[Stored data entries]
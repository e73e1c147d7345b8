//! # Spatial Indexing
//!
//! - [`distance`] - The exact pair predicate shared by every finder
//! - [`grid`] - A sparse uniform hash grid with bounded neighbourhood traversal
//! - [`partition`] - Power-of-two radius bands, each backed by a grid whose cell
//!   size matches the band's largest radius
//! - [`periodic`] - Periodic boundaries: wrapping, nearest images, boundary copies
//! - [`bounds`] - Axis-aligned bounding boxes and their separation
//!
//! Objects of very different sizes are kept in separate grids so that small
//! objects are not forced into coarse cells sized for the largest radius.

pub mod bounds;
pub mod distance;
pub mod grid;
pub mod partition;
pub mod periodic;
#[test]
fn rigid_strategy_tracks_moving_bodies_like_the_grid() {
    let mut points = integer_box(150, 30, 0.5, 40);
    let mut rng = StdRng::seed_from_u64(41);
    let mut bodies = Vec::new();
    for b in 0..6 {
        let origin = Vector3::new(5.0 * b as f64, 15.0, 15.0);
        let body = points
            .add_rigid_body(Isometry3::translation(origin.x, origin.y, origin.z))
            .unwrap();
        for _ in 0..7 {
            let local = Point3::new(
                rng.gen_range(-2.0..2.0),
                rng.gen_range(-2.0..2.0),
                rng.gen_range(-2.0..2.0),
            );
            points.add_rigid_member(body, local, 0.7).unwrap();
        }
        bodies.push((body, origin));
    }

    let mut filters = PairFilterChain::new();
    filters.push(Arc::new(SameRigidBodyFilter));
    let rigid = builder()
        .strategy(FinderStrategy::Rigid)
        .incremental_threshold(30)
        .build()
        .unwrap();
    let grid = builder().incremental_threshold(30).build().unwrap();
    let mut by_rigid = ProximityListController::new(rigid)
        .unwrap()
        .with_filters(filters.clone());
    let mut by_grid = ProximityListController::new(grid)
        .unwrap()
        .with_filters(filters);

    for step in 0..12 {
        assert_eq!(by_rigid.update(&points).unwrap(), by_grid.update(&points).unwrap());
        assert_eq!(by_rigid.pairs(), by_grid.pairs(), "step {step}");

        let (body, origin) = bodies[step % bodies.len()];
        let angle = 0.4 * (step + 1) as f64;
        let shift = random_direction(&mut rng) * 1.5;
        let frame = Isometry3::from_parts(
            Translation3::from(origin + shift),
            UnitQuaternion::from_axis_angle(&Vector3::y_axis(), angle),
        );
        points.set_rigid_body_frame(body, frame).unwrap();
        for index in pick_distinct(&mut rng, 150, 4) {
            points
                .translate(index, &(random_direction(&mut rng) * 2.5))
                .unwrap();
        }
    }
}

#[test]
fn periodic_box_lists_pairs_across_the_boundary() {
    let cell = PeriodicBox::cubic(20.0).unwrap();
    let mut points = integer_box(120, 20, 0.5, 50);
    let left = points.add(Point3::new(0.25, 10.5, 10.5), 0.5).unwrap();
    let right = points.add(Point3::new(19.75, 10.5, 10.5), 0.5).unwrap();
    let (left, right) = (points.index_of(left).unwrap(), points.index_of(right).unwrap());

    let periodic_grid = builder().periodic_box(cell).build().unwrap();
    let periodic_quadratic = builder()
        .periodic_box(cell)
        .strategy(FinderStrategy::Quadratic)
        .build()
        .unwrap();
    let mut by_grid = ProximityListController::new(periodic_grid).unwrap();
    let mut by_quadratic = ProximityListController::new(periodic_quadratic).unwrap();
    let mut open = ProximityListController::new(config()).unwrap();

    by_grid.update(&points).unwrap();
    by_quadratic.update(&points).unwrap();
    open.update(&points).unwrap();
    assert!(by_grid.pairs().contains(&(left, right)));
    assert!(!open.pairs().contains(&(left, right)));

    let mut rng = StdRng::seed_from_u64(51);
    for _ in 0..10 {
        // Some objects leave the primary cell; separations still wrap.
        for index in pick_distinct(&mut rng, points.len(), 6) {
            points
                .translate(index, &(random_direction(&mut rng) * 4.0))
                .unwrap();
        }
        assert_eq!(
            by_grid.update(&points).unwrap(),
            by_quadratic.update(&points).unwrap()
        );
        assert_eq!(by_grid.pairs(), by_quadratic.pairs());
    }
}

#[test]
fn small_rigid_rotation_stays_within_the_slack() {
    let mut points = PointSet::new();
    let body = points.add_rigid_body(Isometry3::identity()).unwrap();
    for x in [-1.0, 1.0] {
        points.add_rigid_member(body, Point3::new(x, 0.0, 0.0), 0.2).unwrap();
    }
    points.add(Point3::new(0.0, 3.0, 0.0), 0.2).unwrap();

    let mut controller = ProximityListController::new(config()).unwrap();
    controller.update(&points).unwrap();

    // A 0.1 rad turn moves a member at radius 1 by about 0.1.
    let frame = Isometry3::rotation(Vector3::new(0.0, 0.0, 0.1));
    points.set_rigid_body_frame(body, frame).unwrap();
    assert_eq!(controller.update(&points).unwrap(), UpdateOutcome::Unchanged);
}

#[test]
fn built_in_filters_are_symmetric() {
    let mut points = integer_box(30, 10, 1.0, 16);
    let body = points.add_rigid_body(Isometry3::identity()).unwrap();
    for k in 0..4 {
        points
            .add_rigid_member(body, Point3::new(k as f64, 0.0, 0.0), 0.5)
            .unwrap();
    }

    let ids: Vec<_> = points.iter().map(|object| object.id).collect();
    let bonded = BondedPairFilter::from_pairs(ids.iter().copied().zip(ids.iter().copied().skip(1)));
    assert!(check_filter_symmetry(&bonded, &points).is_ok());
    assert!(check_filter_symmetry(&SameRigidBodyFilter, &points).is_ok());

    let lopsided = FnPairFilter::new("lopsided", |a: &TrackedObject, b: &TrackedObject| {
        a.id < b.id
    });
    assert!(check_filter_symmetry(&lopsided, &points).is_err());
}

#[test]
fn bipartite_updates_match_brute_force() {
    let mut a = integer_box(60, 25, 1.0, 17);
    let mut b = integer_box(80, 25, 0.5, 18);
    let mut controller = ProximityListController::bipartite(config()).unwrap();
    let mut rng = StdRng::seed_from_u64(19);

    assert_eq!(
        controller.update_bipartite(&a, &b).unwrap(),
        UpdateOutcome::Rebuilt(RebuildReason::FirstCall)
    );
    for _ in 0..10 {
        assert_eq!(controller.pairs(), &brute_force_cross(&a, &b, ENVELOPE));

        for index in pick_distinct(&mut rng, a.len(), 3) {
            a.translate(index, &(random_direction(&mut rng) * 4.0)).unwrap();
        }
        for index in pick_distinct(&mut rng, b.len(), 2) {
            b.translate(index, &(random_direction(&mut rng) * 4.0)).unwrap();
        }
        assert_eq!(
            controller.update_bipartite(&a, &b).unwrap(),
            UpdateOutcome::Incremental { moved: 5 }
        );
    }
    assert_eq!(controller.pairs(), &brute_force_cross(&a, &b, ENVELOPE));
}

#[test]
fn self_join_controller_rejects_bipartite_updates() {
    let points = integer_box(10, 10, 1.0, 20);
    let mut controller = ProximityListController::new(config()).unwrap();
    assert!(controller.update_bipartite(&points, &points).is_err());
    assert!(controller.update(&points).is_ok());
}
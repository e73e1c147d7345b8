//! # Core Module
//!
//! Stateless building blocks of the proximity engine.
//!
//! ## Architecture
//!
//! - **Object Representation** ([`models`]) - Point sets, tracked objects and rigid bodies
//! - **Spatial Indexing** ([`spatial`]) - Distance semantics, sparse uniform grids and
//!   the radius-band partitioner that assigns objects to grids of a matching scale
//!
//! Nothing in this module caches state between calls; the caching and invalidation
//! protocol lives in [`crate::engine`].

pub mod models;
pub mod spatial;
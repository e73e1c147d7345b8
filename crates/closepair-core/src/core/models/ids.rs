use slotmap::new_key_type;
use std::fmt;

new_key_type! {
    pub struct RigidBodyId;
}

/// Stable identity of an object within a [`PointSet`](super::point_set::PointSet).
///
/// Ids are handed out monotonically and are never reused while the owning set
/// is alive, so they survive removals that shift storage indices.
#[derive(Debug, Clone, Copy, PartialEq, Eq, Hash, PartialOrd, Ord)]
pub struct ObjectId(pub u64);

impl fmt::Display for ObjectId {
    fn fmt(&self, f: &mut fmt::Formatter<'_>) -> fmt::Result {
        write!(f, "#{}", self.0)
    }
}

==

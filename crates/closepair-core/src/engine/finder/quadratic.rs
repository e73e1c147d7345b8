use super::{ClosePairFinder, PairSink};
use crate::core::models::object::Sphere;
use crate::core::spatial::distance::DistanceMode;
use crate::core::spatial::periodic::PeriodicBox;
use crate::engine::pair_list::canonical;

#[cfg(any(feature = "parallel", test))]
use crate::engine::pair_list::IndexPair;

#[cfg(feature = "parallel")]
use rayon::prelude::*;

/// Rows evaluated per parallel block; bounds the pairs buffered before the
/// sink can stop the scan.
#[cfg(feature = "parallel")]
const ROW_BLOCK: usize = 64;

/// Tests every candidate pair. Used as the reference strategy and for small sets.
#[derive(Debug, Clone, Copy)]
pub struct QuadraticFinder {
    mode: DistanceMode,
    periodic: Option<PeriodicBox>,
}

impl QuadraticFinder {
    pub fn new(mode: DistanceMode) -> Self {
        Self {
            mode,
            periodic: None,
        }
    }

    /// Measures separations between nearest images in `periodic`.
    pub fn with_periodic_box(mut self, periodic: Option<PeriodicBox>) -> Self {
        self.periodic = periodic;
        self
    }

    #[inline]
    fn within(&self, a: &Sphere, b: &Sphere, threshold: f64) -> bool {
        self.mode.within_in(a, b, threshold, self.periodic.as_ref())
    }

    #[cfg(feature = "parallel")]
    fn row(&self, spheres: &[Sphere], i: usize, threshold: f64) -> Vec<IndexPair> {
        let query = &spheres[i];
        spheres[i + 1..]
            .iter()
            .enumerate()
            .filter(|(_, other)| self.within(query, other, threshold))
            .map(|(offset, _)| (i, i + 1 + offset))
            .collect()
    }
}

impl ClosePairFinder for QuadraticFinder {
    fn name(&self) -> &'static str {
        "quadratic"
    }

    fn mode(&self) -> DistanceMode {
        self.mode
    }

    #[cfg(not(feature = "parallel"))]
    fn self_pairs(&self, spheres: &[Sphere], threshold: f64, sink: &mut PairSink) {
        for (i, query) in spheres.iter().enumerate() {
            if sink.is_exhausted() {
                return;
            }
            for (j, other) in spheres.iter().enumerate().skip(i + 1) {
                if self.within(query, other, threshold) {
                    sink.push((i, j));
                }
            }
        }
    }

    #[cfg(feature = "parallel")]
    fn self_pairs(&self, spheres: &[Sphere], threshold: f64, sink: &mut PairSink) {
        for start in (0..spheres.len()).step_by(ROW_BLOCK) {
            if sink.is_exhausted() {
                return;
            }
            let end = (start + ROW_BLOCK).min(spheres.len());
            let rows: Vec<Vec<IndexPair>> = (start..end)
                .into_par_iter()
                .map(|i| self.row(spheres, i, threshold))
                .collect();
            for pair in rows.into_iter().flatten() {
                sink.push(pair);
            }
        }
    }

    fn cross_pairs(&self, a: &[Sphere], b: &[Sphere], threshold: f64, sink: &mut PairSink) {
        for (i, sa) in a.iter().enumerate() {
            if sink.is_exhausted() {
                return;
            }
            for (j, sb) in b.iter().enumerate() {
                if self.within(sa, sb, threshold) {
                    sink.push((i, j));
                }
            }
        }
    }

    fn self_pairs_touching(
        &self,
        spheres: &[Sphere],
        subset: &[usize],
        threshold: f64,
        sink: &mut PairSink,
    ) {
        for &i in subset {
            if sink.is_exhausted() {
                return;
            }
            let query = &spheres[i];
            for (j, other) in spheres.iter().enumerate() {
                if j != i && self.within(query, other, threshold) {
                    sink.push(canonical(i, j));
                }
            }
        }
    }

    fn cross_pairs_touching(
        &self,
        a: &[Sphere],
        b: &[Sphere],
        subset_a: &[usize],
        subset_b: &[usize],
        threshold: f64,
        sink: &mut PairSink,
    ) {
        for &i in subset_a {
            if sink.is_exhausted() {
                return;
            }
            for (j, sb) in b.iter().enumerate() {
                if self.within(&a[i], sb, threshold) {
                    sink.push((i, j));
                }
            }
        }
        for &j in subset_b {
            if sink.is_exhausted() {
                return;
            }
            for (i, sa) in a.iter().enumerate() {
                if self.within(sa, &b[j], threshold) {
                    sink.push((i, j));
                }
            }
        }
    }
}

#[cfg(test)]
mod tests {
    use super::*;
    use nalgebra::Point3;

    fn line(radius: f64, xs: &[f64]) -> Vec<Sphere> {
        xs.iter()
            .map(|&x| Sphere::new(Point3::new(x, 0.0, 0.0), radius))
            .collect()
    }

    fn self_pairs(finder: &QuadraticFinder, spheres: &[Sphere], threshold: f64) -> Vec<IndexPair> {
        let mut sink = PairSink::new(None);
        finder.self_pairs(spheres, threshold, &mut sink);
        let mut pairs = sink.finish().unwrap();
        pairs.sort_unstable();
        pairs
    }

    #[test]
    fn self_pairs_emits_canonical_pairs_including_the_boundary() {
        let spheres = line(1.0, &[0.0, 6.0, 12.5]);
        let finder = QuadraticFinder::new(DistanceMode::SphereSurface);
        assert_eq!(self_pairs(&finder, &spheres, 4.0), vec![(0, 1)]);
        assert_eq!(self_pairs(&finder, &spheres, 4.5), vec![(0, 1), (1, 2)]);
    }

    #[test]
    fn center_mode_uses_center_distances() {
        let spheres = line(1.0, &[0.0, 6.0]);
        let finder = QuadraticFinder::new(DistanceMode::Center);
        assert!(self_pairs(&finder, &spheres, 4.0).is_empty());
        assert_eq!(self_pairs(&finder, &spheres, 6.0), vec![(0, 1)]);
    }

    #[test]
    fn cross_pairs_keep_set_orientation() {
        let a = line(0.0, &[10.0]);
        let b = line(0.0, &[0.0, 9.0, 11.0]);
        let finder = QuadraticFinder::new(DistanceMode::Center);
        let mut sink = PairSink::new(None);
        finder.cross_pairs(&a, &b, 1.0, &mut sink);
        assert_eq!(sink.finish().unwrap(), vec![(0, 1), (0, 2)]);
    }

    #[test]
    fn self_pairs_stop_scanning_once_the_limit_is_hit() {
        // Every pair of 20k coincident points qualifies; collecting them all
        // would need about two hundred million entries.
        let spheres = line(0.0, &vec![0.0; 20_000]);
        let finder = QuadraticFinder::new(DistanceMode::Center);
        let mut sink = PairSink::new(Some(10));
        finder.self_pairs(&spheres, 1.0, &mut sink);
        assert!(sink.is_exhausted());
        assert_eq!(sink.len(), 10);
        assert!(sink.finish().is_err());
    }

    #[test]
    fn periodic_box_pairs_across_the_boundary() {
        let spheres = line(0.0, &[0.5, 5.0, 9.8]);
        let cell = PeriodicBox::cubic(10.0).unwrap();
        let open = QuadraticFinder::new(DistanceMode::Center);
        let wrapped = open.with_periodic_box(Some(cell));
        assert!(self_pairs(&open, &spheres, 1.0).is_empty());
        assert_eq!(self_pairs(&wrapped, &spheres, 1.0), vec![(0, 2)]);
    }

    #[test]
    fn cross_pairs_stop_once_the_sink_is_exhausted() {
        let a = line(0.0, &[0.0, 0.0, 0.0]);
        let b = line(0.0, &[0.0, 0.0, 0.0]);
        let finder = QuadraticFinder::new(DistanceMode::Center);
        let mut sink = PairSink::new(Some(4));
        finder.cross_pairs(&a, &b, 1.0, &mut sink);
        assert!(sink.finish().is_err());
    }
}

==

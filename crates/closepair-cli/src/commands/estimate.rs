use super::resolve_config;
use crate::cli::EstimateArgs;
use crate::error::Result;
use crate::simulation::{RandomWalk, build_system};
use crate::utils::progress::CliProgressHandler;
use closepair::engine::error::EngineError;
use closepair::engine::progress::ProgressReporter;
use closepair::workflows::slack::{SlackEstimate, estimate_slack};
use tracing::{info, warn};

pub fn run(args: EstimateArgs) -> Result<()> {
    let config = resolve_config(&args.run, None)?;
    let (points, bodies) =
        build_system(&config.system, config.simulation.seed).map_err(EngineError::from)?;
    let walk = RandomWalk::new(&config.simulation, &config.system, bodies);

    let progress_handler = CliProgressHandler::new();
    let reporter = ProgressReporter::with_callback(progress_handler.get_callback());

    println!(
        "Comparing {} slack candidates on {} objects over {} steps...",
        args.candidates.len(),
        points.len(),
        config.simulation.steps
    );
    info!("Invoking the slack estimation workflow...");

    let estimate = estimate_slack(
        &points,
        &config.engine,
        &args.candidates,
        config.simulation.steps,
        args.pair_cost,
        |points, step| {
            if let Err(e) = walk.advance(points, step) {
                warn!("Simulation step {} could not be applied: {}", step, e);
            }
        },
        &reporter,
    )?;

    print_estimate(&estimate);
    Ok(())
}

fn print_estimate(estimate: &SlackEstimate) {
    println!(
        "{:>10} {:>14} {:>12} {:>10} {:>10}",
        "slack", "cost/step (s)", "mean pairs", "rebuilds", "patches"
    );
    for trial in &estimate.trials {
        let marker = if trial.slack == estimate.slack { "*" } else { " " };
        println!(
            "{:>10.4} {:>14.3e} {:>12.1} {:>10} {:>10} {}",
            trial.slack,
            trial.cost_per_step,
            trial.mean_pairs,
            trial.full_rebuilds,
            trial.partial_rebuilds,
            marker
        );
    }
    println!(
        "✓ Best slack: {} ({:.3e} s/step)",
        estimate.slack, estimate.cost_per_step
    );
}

> Try it: In the records above, the line with "if self.within(sa, sb, threshold)" marks the start and the line with "use nalgebra::Point3;" marks the end; copy that stretch exactly, both lines included, and nothing else.

> The answer:
                if self.within(sa, sb, threshold) {
                    sink.push((i, j));
                }
            }
        }
    }

    fn self_pairs_touching(
        &self,
        spheres: &[Sphere],
        subset: &[usize],
        threshold: f64,
        sink: &mut PairSink,
    ) {
        for &i in subset {
            if sink.is_exhausted() {
                return;
            }
            let query = &spheres[i];
            for (j, other) in spheres.iter().enumerate() {
                if j != i && self.within(query, other, threshold) {
                    sink.push(canonical(i, j));
                }
            }
        }
    }

    fn cross_pairs_touching(
        &self,
        a: &[Sphere],
        b: &[Sphere],
        subset_a: &[usize],
        subset_b: &[usize],
        threshold: f64,
        sink: &mut PairSink,
    ) {
        for &i in subset_a {
            if sink.is_exhausted() {
                return;
            }
            for (j, sb) in b.iter().enumerate() {
                if self.within(&a[i], sb, threshold) {
                    sink.push((i, j));
                }
            }
        }
        for &j in subset_b {
            if sink.is_exhausted() {
                return;
            }
            for (i, sa) in a.iter().enumerate() {
                if self.within(sa, &b[j], threshold) {
                    sink.push((i, j));
                }
            }
        }
    }
}

#[cfg(test)]
mod tests {
    use super::*;
    use nalgebra::Point3;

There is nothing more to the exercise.